Par ailleurs l’incertitude à laquelle le détenu est soumis à ce moment-là doit être prise en
compte et la discussion vise à la réduire un petit peu. (FEBRER, 2011)

Des conditions d’encellulement difficiles

Extrait verbatim M. Mathieu, élève


« Monsieur, il faut que je vois le chef parce que je pète les plombs là. Il va y avoir un
malheur. Faut qu’ils me changent de cellule ! » sont les premières paroles de M. Mathieu
en arrivant en classe.

42
Les détenus de maison d’arrêt sont souvent victimes de la surpopulation carcérale. Ils sont
parfois trois dans une cellule prévue pour deux. L’un d’entre eux a alors son matelas par
terre. De plus les détenus ne choisissent pas leurs co-détenus. Cette promiscuité entraîne
des tensions voire de la violence et de la détresse chez les élèves qui arrivent en classe.
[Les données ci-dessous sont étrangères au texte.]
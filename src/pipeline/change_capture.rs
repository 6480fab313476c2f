//! Change-feed tailing.

use crate::indexer::{
    domain::{BatchReport, FailureReason},
    ports::SearchIndex,
    services::ChangeCaptureIndexer,
};
use crate::store::{
    domain::{ChangeRecord, ItemKey},
    ports::{ChangeFeed, KeyedStore, StoreResult},
};
use std::collections::BTreeMap;
use std::sync::Arc;
use std::time::Duration;
use tokio::sync::watch;
use tracing::{debug, info, warn};

/// Records read per poll unless configured otherwise.
pub const DEFAULT_BATCH_SIZE: usize = 100;

/// Idle wait between polls unless configured otherwise.
pub const DEFAULT_POLL_INTERVAL: Duration = Duration::from_millis(500);

/// Failed polls after which a key's records are dead-lettered.
pub const DEFAULT_MAX_ATTEMPTS: u32 = 5;

/// A change record the worker gave up on.
#[derive(Debug, Clone, PartialEq, Eq)]
pub struct DeadLetter {
    /// The record that was never applied.
    pub record: ChangeRecord,
    /// Last error reported for the record's key.
    pub error: String,
    /// Polls in which the key failed.
    pub attempts: u32,
}

/// Records of one key waiting for a retry, in log order.
#[derive(Debug)]
struct PendingKey {
    records: Vec<ChangeRecord>,
    attempts: u32,
    last_error: String,
}

/// Reads the change feed in batches and applies them to the search index.
///
/// The read position always moves past the whole batch. Records of a key
/// that failed are parked and retried on the following polls together
/// with any newer records of the same key, which stay queued behind them.
/// A key that keeps failing for `max_attempts` polls is moved to the
/// dead-letter list. Other keys are never held up by a failing one.
pub struct ChangeCaptureWorker<F, I, S>
where
    F: ChangeFeed,
    I: SearchIndex,
    S: KeyedStore,
{
    feed: Arc<F>,
    indexer: ChangeCaptureIndexer<I, S>,
    checkpoint: Option<u64>,
    batch_size: usize,
    poll_interval: Duration,
    max_attempts: u32,
    pending: BTreeMap<ItemKey, PendingKey>,
    dead_letters: Vec<DeadLetter>,
}

impl<F, I, S> ChangeCaptureWorker<F, I, S>
where
    F: ChangeFeed,
    I: SearchIndex,
    S: KeyedStore,
{
    /// Creates a worker that starts from the beginning of the feed.
    #[must_use]
    pub const fn new(feed: Arc<F>, indexer: ChangeCaptureIndexer<I, S>) -> Self {
        Self {
            feed,
            indexer,
            checkpoint: None,
            batch_size: DEFAULT_BATCH_SIZE,
            poll_interval: DEFAULT_POLL_INTERVAL,
            max_attempts: DEFAULT_MAX_ATTEMPTS,
            pending: BTreeMap::new(),
            dead_letters: Vec::new(),
        }
    }

    /// Resumes after a previously stored checkpoint.
    #[must_use]
    pub const fn resume_after(mut self, sequence: u64) -> Self {
        self.checkpoint = Some(sequence);
        self
    }

    /// Sets the number of records read per poll. Zero is treated as one.
    #[must_use]
    pub fn with_batch_size(mut self, batch_size: usize) -> Self {
        self.batch_size = batch_size.max(1);
        self
    }

    /// Sets the idle wait between polls.
    #[must_use]
    pub const fn with_poll_interval(mut self, poll_interval: Duration) -> Self {
        self.poll_interval = poll_interval;
        self
    }

    /// Sets how many failed polls a key gets before it is dead-lettered.
    /// Zero is treated as one.
    #[must_use]
    pub fn with_max_attempts(mut self, max_attempts: u32) -> Self {
        self.max_attempts = max_attempts.max(1);
        self
    }

    /// Returns the last sequence read from the feed.
    #[must_use]
    pub const fn checkpoint(&self) -> Option<u64> {
        self.checkpoint
    }

    /// Returns the position a restarted worker should resume after.
    ///
    /// This sits just below the oldest record still waiting for a retry, so
    /// a restart replays it; otherwise it is the checkpoint.
    #[must_use]
    pub fn resume_point(&self) -> Option<u64> {
        self.pending
            .values()
            .flat_map(|pending| pending.records.iter())
            .map(|record| record.sequence)
            .min()
            .map_or(self.checkpoint, |oldest| {
                oldest.checked_sub(1).filter(|previous| *previous > 0)
            })
    }

    /// Returns the number of records waiting for a retry.
    #[must_use]
    pub fn pending_records(&self) -> usize {
        self.pending.values().map(|pending| pending.records.len()).sum()
    }

    /// Returns the records given up on, oldest first.
    #[must_use]
    pub fn dead_letters(&self) -> &[DeadLetter] {
        &self.dead_letters
    }

    /// Retries parked records and applies the next batch from the feed.
    ///
    /// # Errors
    ///
    /// Returns the feed error when the batch cannot be read. Index failures
    /// are reported in the [`BatchReport`] instead.
    pub async fn poll_once(&mut self) -> StoreResult<BatchReport> {
        self.poll().await.map(|(report, _)| report)
    }

    async fn poll(&mut self) -> StoreResult<(BatchReport, usize)> {
        let fresh = self.feed.read_since(self.checkpoint, self.batch_size).await?;
        let read = fresh.len();
        if let Some(last) = fresh.iter().map(|record| record.sequence).max() {
            self.checkpoint = Some(last);
        }

        let mut attempts = BTreeMap::new();
        let mut batch = Vec::new();
        for (key, parked) in std::mem::take(&mut self.pending) {
            attempts.insert(key, parked.attempts);
            batch.extend(parked.records);
        }
        batch.extend(fresh);
        if batch.is_empty() {
            return Ok((BatchReport::default(), read));
        }

        let report = self.indexer.process_batch(&batch).await;
        self.park_failures(&report, batch, &attempts);
        if report.is_success() {
            debug!(
                records = report.total(),
                checkpoint = ?self.checkpoint,
                "change batch indexed"
            );
        } else {
            warn!(
                failed = ?report.failed_sequences(),
                pending = self.pending_records(),
                checkpoint = ?self.checkpoint,
                "change batch partially failed"
            );
        }
        Ok((report, read))
    }

    fn park_failures(
        &mut self,
        report: &BatchReport,
        batch: Vec<ChangeRecord>,
        attempts: &BTreeMap<ItemKey, u32>,
    ) {
        let mut reasons: BTreeMap<u64, &FailureReason> = report
            .failed
            .iter()
            .map(|failed| (failed.sequence, &failed.reason))
            .collect();
        for record in batch {
            let Some(reason) = reasons.remove(&record.sequence) else {
                continue;
            };
            let parked = self
                .pending
                .entry(record.key.clone())
                .or_insert_with(|| PendingKey {
                    records: Vec::new(),
                    attempts: attempts.get(&record.key).map_or(1, |previous| previous + 1),
                    last_error: String::new(),
                });
            if let FailureReason::Error(message) = reason {
                parked.last_error.clone_from(message);
            }
            parked.records.push(record);
        }

        let exhausted: Vec<ItemKey> = self
            .pending
            .iter()
            .filter(|(_, parked)| parked.attempts >= self.max_attempts)
            .map(|(key, _)| key.clone())
            .collect();
        for key in exhausted {
            if let Some(parked) = self.pending.remove(&key) {
                warn!(
                    key = %key,
                    attempts = parked.attempts,
                    records = parked.records.len(),
                    error = %parked.last_error,
                    "change records dead-lettered"
                );
                let PendingKey {
                    records,
                    attempts: tries,
                    last_error,
                } = parked;
                self.dead_letters
                    .extend(records.into_iter().map(|record| DeadLetter {
                        record,
                        error: last_error.clone(),
                        attempts: tries,
                    }));
            }
        }
    }

    /// Polls until `shutdown` becomes `true` or its sender is dropped, and
    /// returns the [resume point](Self::resume_point).
    ///
    /// A full read is followed immediately by the next poll; otherwise the
    /// worker waits for the poll interval.
    pub async fn run(mut self, mut shutdown: watch::Receiver<bool>) -> Option<u64> {
        info!(checkpoint = ?self.checkpoint, "change capture started");
        while !*shutdown.borrow() {
            let saturated = match self.poll().await {
                Ok((_, read)) => read >= self.batch_size,
                Err(err) => {
                    warn!(error = %err, "change feed read failed");
                    false
                }
            };
            if saturated {
                continue;
            }
            tokio::select! {
                () = tokio::time::sleep(self.poll_interval) => {}
                changed = shutdown.changed() => {
                    if changed.is_err() {
                        break;
                    }
                }
            }
        }
        info!(
            checkpoint = ?self.checkpoint,
            pending = self.pending_records(),
            dead_letters = self.dead_letters.len(),
            "change capture stopped"
        );
        self.resume_point()
    }
}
Cela renvoie au milieu carcéral lui-même évoqué par FEBRER(2011). La cohabitation


cellulaire imposée génère des tensions et souvent même de la violence. Cela m’impose
de prendre en compte cette problématique et de commencer par écouter la personne. Il
serait contre-productif de continuer le cours comme si de rien n’était. Je lui propose
d’aller voir l’officier chef de détention à l’issue du cours. Cela semble être une proposition
pertinente car il s’apaise et le cours continue normalement.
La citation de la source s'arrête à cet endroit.